Bitmain IPO Hits Keep Piling with Yang Departure
With the departure of Yang Zuo Xing from the company, it appears that Bitmain is experiencing some significant setbacks in the midst of an IPO push.
Bitmain, the Chinese company with some of the largest cryptocurrency mining operations in the world, appears to be having serious trouble as recent departure rumors and a drop in demand for mining rigs cast a shadow on its initial public offering (IPO). The latest blow is the departure of Yang Zuo Xing, an engineer instrumental in Bitmain’s innovations in 2015 and 2016. In what may be just the tip of the troubles iceberg, Yang has started his own ASIC manufacturing company in a move now giving his former employer a headache.
It all started with a tweet by Blockstream CSO Samson Mow, who alleged that three of Bitmain’s teams had absconded, and at least one person was trying to establish a competitor.
When Cryptovest approached Mow for clarification, he said, “I can only pretty much tell you what I posted, not names.”
Bitmain responded at the time through its international marketing manager Nishant Sharma, neither confirming nor denying the allegations but advising caution where Samson’s tweets are concerned.
“I am checking internally to learn [...] whether this is even correct information considering Samson’s recent tweets that spread fake news about Bitmain ever since news of Bitmain’s IPO surfaced,” he wrote to Cryptovest.
News from China emerges
Shortly after this debacle, Chinese business and finance magazine Caijing confirmed that at least one person had left the company, and that was Yang Zuo Xing.
This departure is likely to negatively impact Bitmain’s ability to develop new ASICs as Yang is the engineer behind the S7 and S9 mining chips. His defection is a possible explanation as to why the latest releases of SHA256 miners are variants of the S9, including one that incorporates water cooling for better performance.
Yang believes his work helped lift Bitmain as a contender during the bear markets of 2015-2016.
“In the bear market in early 2014, many people left the industry, but I was a bit unwilling. I think my full-customization methodology was especially suitable for Bitcoin chips. I went to [Bitmain] and told them about the full custom design methodology. After my introduction to the company, they hoped that I would stay and join them, and finally use the full-custom design method to help them design the S7 mining machine and the S9 mining machine,” he said.
Reports also reveal the company suffered significantly in the second quarter, posting losses of around $600 million to $700 million. On top of that, purported Bitmain investors including DST Global, Softbank, and Tencent have denied ever putting a dime into the company.
To make matters worse for Bitmain, Yang is now chairman of a company called Shenzhen Bit Microelectronics Technology. It produces the “Shenma” ASIC miner, which is known outside of China as the WhatsMiner.

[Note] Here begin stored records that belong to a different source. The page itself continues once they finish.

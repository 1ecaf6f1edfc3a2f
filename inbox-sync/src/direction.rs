//! Directionality resolver: did the record come from the customer or the page?
//!
//! A heuristic over ambiguous participant identifiers, not a guarantee. The
//! final fallback attributes the record to the business; that default is
//! legacy behavior kept on purpose — callers should watch the `ambiguous`
//! flag (surfaced as `direction_fallbacks` in the sync report) rather than
//! trust it.

/// Outcome of direction resolution. `ambiguous` is true only when neither the
/// sender nor the recipient list matched either party.
#[derive(Debug, Clone, Copy, PartialEq, Eq)]
pub struct DirectionDecision {
    pub from_customer: bool,
    pub ambiguous: bool,
}

/// Pure function of (from, to, customer PSID, page id). Decision order:
/// sender id match first, then recipient-list inference, then the legacy
/// "not from customer" default.
pub fn resolve_direction(
    from: Option<&str>,
    to: &[String],
    customer_psid: &str,
    page_id: &str,
) -> DirectionDecision {
    if let Some(sender) = from {
        if sender == customer_psid {
            return DirectionDecision {
                from_customer: true,
                ambiguous: false,
            };
        }
        if sender == page_id {
            return DirectionDecision {
                from_customer: false,
                ambiguous: false,
            };
        }
    }

    let to_customer = to.iter().any(|id| id == customer_psid);
    let to_page = to.iter().any(|id| id == page_id);

    if to_customer && !to_page {
        // Addressed to the customer: the page sent it.
        return DirectionDecision {
            from_customer: false,
            ambiguous: false,
        };
    }
    if to_page && !to_customer {
        return DirectionDecision {
            from_customer: true,
            ambiguous: false,
        };
    }

    DirectionDecision {
        from_customer: false,
        ambiguous: true,
    }
}
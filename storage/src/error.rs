//! Storage error types.
//!
//! Used by repository implementations and callers of storage APIs.

use thiserror::Error;

/// Errors that can occur when using storage operations.
#[derive(Error, Debug)]
pub enum StorageError {
    #[error("Database error: {0}")]
    Database(String),
    #[error("Not found: {0}")]
    NotFound(String),
    #[error("Already exists: {0}")]
    AlreadyExists(String),
}

impl From<sqlx::Error> for StorageError {
    fn from(err: sqlx::Error) -> Self {
        StorageError::Database(err.to_string())
    }
}
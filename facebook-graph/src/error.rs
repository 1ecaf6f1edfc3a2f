//! Graph API error parsing and classification.
//!
//! Facebook wraps failures as `{"error": {"message", "type", "code", ...}}`.
//! The variants here mirror the statuses the sync endpoint surfaces:
//! Permission → 403, NotFound → 404, everything else → 500.

use serde::Deserialize;
use thiserror::Error;

#[derive(Error, Debug)]
pub enum GraphApiError {
    /// Code 100 or an OAuthException: token invalid or missing page permission.
    #[error("Facebook permission error: {message}")]
    Permission {
        message: String,
        code: Option<i64>,
        error_type: Option<String>,
    },

    /// Code 803 or HTTP 404: the object does not exist or is not visible.
    #[error("Facebook object not found: {message}")]
    NotFound {
        message: String,
        code: Option<i64>,
        error_type: Option<String>,
    },

    #[error("Facebook API error: {message}")]
    Api {
        message: String,
        code: Option<i64>,
        error_type: Option<String>,
    },

    /// Network failure or per-request timeout.
    #[error("Facebook request failed: {0}")]
    Transport(#[from] reqwest::Error),
}

#[derive(Debug, Deserialize)]
struct ErrorEnvelope {
    error: ErrorPayload,
}

#[derive(Debug, Deserialize)]
struct ErrorPayload {
    message: Option<String>,
    #[serde(rename = "type")]
    error_type: Option<String>,
    code: Option<i64>,
}

impl GraphApiError {
    /// Classifies a non-2xx response from its status and body.
    pub fn from_response(status: u16, body: &str) -> Self {
        let payload = serde_json::from_str::<ErrorEnvelope>(body)
            .map(|e| e.error)
            .ok();

        let message = payload
            .as_ref()
            .and_then(|p| p.message.clone())
            .unwrap_or_else(|| format!("Facebook API request failed with status {}", status));
        let code = payload.as_ref().and_then(|p| p.code);
        let error_type = payload.as_ref().and_then(|p| p.error_type.clone());

        let oauth = error_type.as_deref() == Some("OAuthException");
        if code == Some(100) || oauth {
            GraphApiError::Permission {
                message,
                code,
                error_type,
            }
        } else if code == Some(803) || status == 404 {
            GraphApiError::NotFound {
                message,
                code,
                error_type,
            }
        } else {
            GraphApiError::Api {
                message,
                code,
                error_type,
            }
        }
    }

    pub fn message(&self) -> String {
        match self {
            GraphApiError::Permission { message, .. }
            | GraphApiError::NotFound { message, .. }
            | GraphApiError::Api { message, .. } => message.clone(),
            GraphApiError::Transport(err) => err.to_string(),
        }
    }

    pub fn code(&self) -> Option<i64> {
        match self {
            GraphApiError::Permission { code, .. }
            | GraphApiError::NotFound { code, .. }
            | GraphApiError::Api { code, .. } => *code,
            GraphApiError::Transport(_) => None,
        }
    }

    pub fn error_type(&self) -> Option<String> {
        match self {
            GraphApiError::Permission { error_type, .. }
            | GraphApiError::NotFound { error_type, .. }
            | GraphApiError::Api { error_type, .. } => error_type.clone(),
            GraphApiError::Transport(_) => None,
        }
    }
}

The newest WhatsMiner M10V1 touts an advertised hashrate of 33 TH/s at 2150W power consumption (65W/Th) and uses brand new chips with a 16nm transistor size. Bitmain’s water-cooled S9 Hydro, which has a total hashrate of 18 TH/s at 1728W, is way more inefficient at 96 W/Th.
So far, Bitmain has failed in its attempts to produce new chips like the 16nm BM1X89, the 12nm BM1X90, and even the 10nm BM1X93. Caijing also reports that the company’s latest research into 7nm technology may suffer the same fate as other manufacturers are already taking the lead and pushing products of their own.
A dethroning in the works?
In light of all this information, the question of whether Bitmain can hold onto its mining crown becomes quite pertinent. But while things may not be looking very bright for the mining equipment giant, it still has a strong grip on the market.
Its IPO may suffer because of recent events, but the real problem is the sheer amount of competition the company is facing. It could explain why Bitmain projected a loss on its future sales revenue.
The losses also have a lot to do with the company’s plans to reduce the price of its rigs, probably hoping to outclass its competition and ease some of the pressure on innovation. This could also backfire as Bitmain’s competitors may still have strong sales due to increased efficiency.
Bitmain’s fate is not set in stone yet. The company still has over a billion dollars in inventory and could use several strategies to pull back ahead of other ASIC distributors.
Further attempts by Cryptovest to obtain comments from Bitmain on these developments have produced no result so far. We will update the story if Bitmain responds.